# Help upgrading Paradigm system



## natescriven (Jan 12, 2011)

Current setup: Onkyo 605, Paradigm Monitor 5v2, CC-370v2, ADP-170v4, SVS PB10-NSD
I'm thinking of upgrading the front three speakers. Leaning towards SVS SBS-02 and SCS-02. 
My room is 12x14 w/ 10ft ceilings.
Any other suggestions? Will this be a downgrade?


----------



## eugovector (Sep 4, 2006)

I'm a big fan of paradigm, and while I haven't heard your exact speakers, I'm not sure it would be a huge upgrade.

What are you most looking to improve with your system?


----------



## taoggniklat (Mar 30, 2010)

I agree, I can't see that being a major difference in sound. Perhaps putting the money toward a second or better sub would be more beneficial?

What is your budget for your upgrades?


----------



## natescriven (Jan 12, 2011)

My budget right now is probably based on what I would get out of my current speakers. My initial idea was to upgrade to more current paradigms. I have plenty of bass imo. My goal is to have a brighter, more detailed sound.


----------



## taoggniklat (Mar 30, 2010)

Interesting you say you want a brighter more detailed sound than the paradigms, which I find to be on the brighter side already. Perhaps your Onkyo is EQ'ing your sound a bit? I don't know as I am not familiar with that AVR.


----------



## eugovector (Sep 4, 2006)

If it seems to be a distinct light of treble/highend/brightness/detail, mMake sure your tweeters aren't damaged. I was going round and round with my JBLs this past year until I put my ear to one and found that it was pretty my dead.

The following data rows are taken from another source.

//! Thread-safe storage for clients waiting for a free server.

use std::collections::VecDeque;
use std::sync::Mutex;

use crate::Client;

/// A bounded ring of waiting clients.
///
/// `push` appends; once the optional capacity is reached, the oldest entry
/// is evicted to make room. `pop` removes from the same end `push` appends
/// to, so the most recently queued client is served first. This bias is
/// deliberate, inherited behavior and is locked in by tests; do not quietly
/// change it to FIFO.
///
/// Every operation is atomic under the queue's own lock. The
/// check-then-pop sequence spanning multiple servers is serialized one
/// level up, by the dispatcher.
#[derive(Debug, Default)]
pub struct ClientQueue {
    inner: Mutex<VecDeque<Client>>,
    capacity: Option<usize>,
}

impl ClientQueue {
    /// Constructs a queue without a capacity limit.
    #[must_use]
    pub fn unbounded() -> Self {
        Self::default()
    }

    /// Constructs a queue holding at most `capacity` clients.
    #[must_use]
    pub fn bounded(capacity: usize) -> Self {
        Self {
            inner: Mutex::new(VecDeque::with_capacity(capacity)),
            capacity: Some(capacity),
        }
    }

    /// Appends a client. At capacity, the oldest waiting client is evicted.
    pub fn push(&self, client: Client) {
        let mut inner = self.inner.lock().expect("client queue poisoned");
        if let Some(capacity) = self.capacity {
            while inner.len() >= capacity {
                if let Some(evicted) = inner.pop_front() {
                    log::warn!("queue at capacity {}; evicting {}", capacity, evicted);
                }
            }
        }
        inner.push_back(client);
    }

    /// Removes and returns the most recently queued client, or `None` when
    /// the queue is empty.
    pub fn pop(&self) -> Option<Client> {
        self.inner.lock().expect("client queue poisoned").pop_back()
    }

    /// Number of waiting clients.
    #[must_use]
    pub fn len(&self) -> usize {
        self.inner.lock().expect("client queue poisoned").len()
    }

    /// Whether the queue holds no clients.
    #[must_use]
    pub fn is_empty(&self) -> bool {
        self.len() == 0
    }

    /// Whether the queue has reached its capacity. Always `false` for an
    /// unbounded queue.
    #[must_use]
    pub fn is_full(&self) -> bool {
        self.capacity
            .map_or(false, |capacity| self.len() >= capacity)
    }
}
//! Statistics engine: derives aggregate measures from the event stream.

use std::collections::HashMap;
use std::fmt;
use std::sync::Arc;
use std::time::{Duration, Instant};

use thiserror::Error;

use crate::{Client, ClientId, ClientQueue, Event, Server, Subscriber};

/// A recoverable statistics error. These indicate an event-ordering
/// violation upstream; they are recorded and logged, never panicked on.
#[derive(Debug, Error, PartialEq)]
pub enum StatsError {
    /// `PoppedFromQueue` observed for a client with no `Queued` timer.
    #[error("no wait timer recorded for client {0}; event order violated")]
    MissingWaitTimer(ClientId),
    /// `ProcessingFinished` observed for a client with no
    /// `ProcessingStarted` timer.
    #[error("no service timer recorded for client {0}; event order violated")]
    MissingServiceTimer(ClientId),
}

/// An elapsed duration recorded once for one client.
#[derive(Debug, Clone, Copy, PartialEq)]
struct TimeMetric {
    client: Client,
    elapsed: Duration,
}

/// Accumulates samples and reports their mean, zero when empty.
#[derive(Debug, Default)]
struct AverageMetric {
    values: Vec<f64>,
}

impl AverageMetric {
    fn add(&mut self, value: f64) {
        self.values.push(value);
    }

    #[allow(clippy::cast_precision_loss)]
    fn average(&self) -> f64 {
        if self.values.is_empty() {
            0.0
        } else {
            self.values.iter().sum::<f64>() / self.values.len() as f64
        }
    }
}

#[derive(Debug, Clone, Copy, PartialEq, Eq)]
enum SystemState {
    Idle,
    Busy,
}

/// Records how long the aggregate system spent busy vs idle as a sequence of
/// `(state, duration)` intervals. Closed out exactly once at simulation end;
/// only closed intervals count towards the totals.
#[derive(Debug)]
struct StateTracker {
    intervals: Vec<(SystemState, Duration)>,
    current: Option<(SystemState, Instant)>,
}

impl StateTracker {
    fn new() -> Self {
        Self {
            intervals: Vec::new(),
            current: Some((SystemState::Idle, Instant::now())),
        }
    }

    fn record_busy(&mut self) {
        self.transition(SystemState::Busy);
    }

    fn record_idle(&mut self) {
        self.transition(SystemState::Idle);
    }

    fn transition(&mut self, target: SystemState) {
        match self.current {
            Some((state, since)) if state != target => {
                self.intervals.push((state, since.elapsed()));
                self.current = Some((target, Instant::now()));
            }
            Some(_) => {}
            None => log::warn!("state transition after tracker close; ignored"),
        }
    }

    fn close(&mut self) {
        match self.current.take() {
            Some((state, since)) => self.intervals.push((state, since.elapsed())),
            None => log::warn!("state tracker closed twice; ignored"),
        }
    }

    fn total_in(&self, target: SystemState) -> Duration {
        self.intervals
            .iter()
            .filter(|(state, _)| *state == target)
            .map(|(_, elapsed)| *elapsed)
            .sum()
    }

    fn idle_time(&self) -> Duration {
        self.total_in(SystemState::Idle)
    }

    fn busy_time(&self) -> Duration {
        self.total_in(SystemState::Busy)
    }
}

/// The aggregate measures of a finished simulation run.
#[derive(Debug, Clone, Copy, PartialEq)]
pub struct Summary {
    /// Mean number of clients in the system (in service plus queued),
    /// sampled at scheduling decisions and completions.
    pub avg_occupancy: f64,
    /// Mean service duration, milliseconds.
    pub avg_service_time_ms: f64,
    /// Mean queue length, sampled alongside occupancy.
    pub avg_queue_size: f64,
    /// Mean time spent waiting in the queue, milliseconds. Counts only
    /// clients that actually queued.
    pub avg_wait_time_ms: f64,
    /// Percentage of observed time with zero in-progress clients,
    /// in `[0, 100]`. Zero when nothing was observed.
    pub idle_probability: f64,
    /// Number of clients that completed service.
    pub served_clients: usize,
    /// Number of clients that went through the queue.
    pub queued_clients: usize,
    /// Total service time across all served clients, milliseconds.
    pub total_service_time_ms: f64,
    /// Total queue wait time across all queued clients, milliseconds.
    pub total_wait_time_ms: f64,
}

impl fmt::Display for Summary {
    fn fmt(&self, f: &mut fmt::Formatter<'_>) -> fmt::Result {
        writeln!(
            f,
            "average clients in the system:   {:.3} clients",
            self.avg_occupancy
        )?;
        writeln!(
            f,
            "average client processing time:  {:.3} ms",
            self.avg_service_time_ms
        )?;
        writeln!(
            f,
            "average queue size:              {:.3} clients",
            self.avg_queue_size
        )?;
        writeln!(
            f,
            "average time in the queue:       {:.3} ms",
            self.avg_wait_time_ms
        )?;
        write!(
            f,
            "chance of system downtime:       {:.3} %",
            self.idle_probability
        )
    }
}

/// Event bus subscriber converting timestamped lifecycle events into
/// aggregate measures.
///
/// Holds the queue and the server pool so it can sample queue length and
/// occupancy at the moment an event is delivered. Per-client timers are
/// keyed by client ID and rely on the bus's total delivery order.
pub struct Statistician {
    queue: Arc<ClientQueue>,
    servers: Vec<Arc<Server>>,
    service_metrics: Vec<TimeMetric>,
    wait_metrics: Vec<TimeMetric>,
    occupancy: AverageMetric,
    queue_size: AverageMetric,
    busyness: StateTracker,
    service_timers: HashMap<ClientId, Instant>,
    wait_timers: HashMap<ClientId, Instant>,
    errors: Vec<StatsError>,
}

impl Statistician {
    /// Constructs a statistician observing the given queue and server pool.
    #[must_use]
    pub fn new(queue: Arc<ClientQueue>, servers: Vec<Arc<Server>>) -> Self {
        Self {
            queue,
            servers,
            service_metrics: Vec::new(),
            wait_metrics: Vec::new(),
            occupancy: AverageMetric::default(),
            queue_size: AverageMetric::default(),
            busyness: StateTracker::new(),
            service_timers: HashMap::new(),
            wait_timers: HashMap::new(),
            errors: Vec::new(),
        }
    }

    /// Event-ordering violations observed so far.
    #[must_use]
    pub fn errors(&self) -> &[StatsError] {
        &self.errors
    }

    /// Computes the aggregate measures from everything recorded so far.
    /// All averages are zero when no samples exist.
    #[must_use]
    pub fn summarize(&self) -> Summary {
        let (total_service, avg_service) = Self::totals(&self.service_metrics);
        let (total_wait, avg_wait) = Self::totals(&self.wait_metrics);
        let idle = self.busyness.idle_time();
        let total = idle + self.busyness.busy_time();
        let idle_probability = if total == Duration::default() {
            0.0
        } else {
            idle.as_secs_f64() / total.as_secs_f64() * 100.0
        };
        Summary {
            avg_occupancy: self.occupancy.average(),
            avg_service_time_ms: avg_service,
            avg_queue_size: self.queue_size.average(),
            avg_wait_time_ms: avg_wait,
            idle_probability,
            served_clients: self.service_metrics.len(),
            queued_clients: self.wait_metrics.len(),
            total_service_time_ms: total_service,
            total_wait_time_ms: total_wait,
        }
    }

    #[allow(clippy::cast_precision_loss)]
    fn totals(metrics: &[TimeMetric]) -> (f64, f64) {
        let total: f64 = metrics
            .iter()
            .map(|metric| metric.elapsed.as_secs_f64() * 1000.0)
            .sum();
        if metrics.is_empty() {
            (0.0, 0.0)
        } else {
            (total, total / metrics.len() as f64)
        }
    }

    #[allow(clippy::cast_precision_loss)]
    fn record_samples(&mut self) {
        let queued = self.queue.len();
        let in_service = self
            .servers
            .iter()
            .filter(|server| server.is_working())
            .count();
        self.queue_size.add(queued as f64);
        self.occupancy.add((in_service + queued) as f64);
    }

    fn is_system_idle(&self) -> bool {
        self.queue.is_empty() && self.servers.iter().all(|server| !server.is_working())
    }

    fn record_finish(&mut self, client: Client) {
        match self.service_timers.remove(&client.id()) {
            Some(started) => {
                let elapsed = started.elapsed();
                log::debug!(
                    "{} has been processed for {} ms",
                    client,
                    elapsed.as_millis()
                );
                self.service_metrics.push(TimeMetric { client, elapsed });
            }
            None => {
                let error = StatsError::MissingServiceTimer(client.id());
                log::error!("{}", error);
                self.errors.push(error);
            }
        }
    }

    fn record_popped(&mut self, client: Client) {
        match self.wait_timers.remove(&client.id()) {
            Some(queued) => {
                let elapsed = queued.elapsed();
                log::debug!("{} has waited in queue for {} ms", client, elapsed.as_millis());
                self.wait_metrics.push(TimeMetric { client, elapsed });
            }
            None => {
                let error = StatsError::MissingWaitTimer(client.id());
                log::error!("{}", error);
                self.errors.push(error);
            }
        }
    }
}

impl Subscriber for Statistician {
    fn handle(&mut self, event: &Event) {
        match *event {
            Event::Arrived(client) => log::debug!("{} has arrived", client),
            Event::Scheduled(client) => {
                log::debug!("{} has been scheduled", client);
                self.record_samples();
                self.busyness.record_busy();
            }
            Event::Queued(client) => {
                self.wait_timers.insert(client.id(), Instant::now());
            }
            Event::PoppedFromQueue(client) => self.record_popped(client),
            Event::ProcessingStarted(client) => {
                log::debug!("processing of {} has been started", client);
                self.service_timers.insert(client.id(), Instant::now());
            }
            Event::ProcessingFinished(client) => {
                self.record_samples();
                self.record_finish(client);
                if self.is_system_idle() {
                    self.busyness.record_idle();
                }
            }
            Event::AllProcessed => self.busyness.close(),
        }
    }
}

Can you describe your room a little? Do you have carpet, curtains, and acoustic treatments? You may be getting some reflections that are obscuring detail.


----------



## natescriven (Jan 12, 2011)

I do have curtains, carpet, and wife's houseplants. Maybe 'brighter' isn't the right word. I guess I just want better sound. The paradigms are designed to go somewhat deep, but I'm not really using that ability because I'm crossing them over at 80hrz. (set on 'full' the bass wasn't as crisp) The SVS is a smaller, sealed speaker and I was thinking that would give me a cleaner sound


----------



## taoggniklat (Mar 30, 2010)

natescriven said:


> I do have curtains, carpet, and wife's houseplants. Maybe 'brighter' isn't the right word. I guess I just want better sound. The paradigms are designed to go somewhat deep, but I'm not really using that ability because I'm crossing them over at 80hrz. (set on 'full' the bass wasn't as crisp) The SVS is a smaller, sealed speaker and I was thinking that would give me a cleaner sound


Honestly the only thing I can recommend is to find a way to audition any speaker you are interested in. Just remember that any speaker will sound different in your home versus anywhere else.

You say you want better sound, but you really need to figure out what is is that you find you are missing. "Better sound" is completely subjective and there is no way we can really help unless you give is a bit more of what you are looking for.

We can make suggestions up to wazoo but they might not address your missing "better sound". Does that make sense?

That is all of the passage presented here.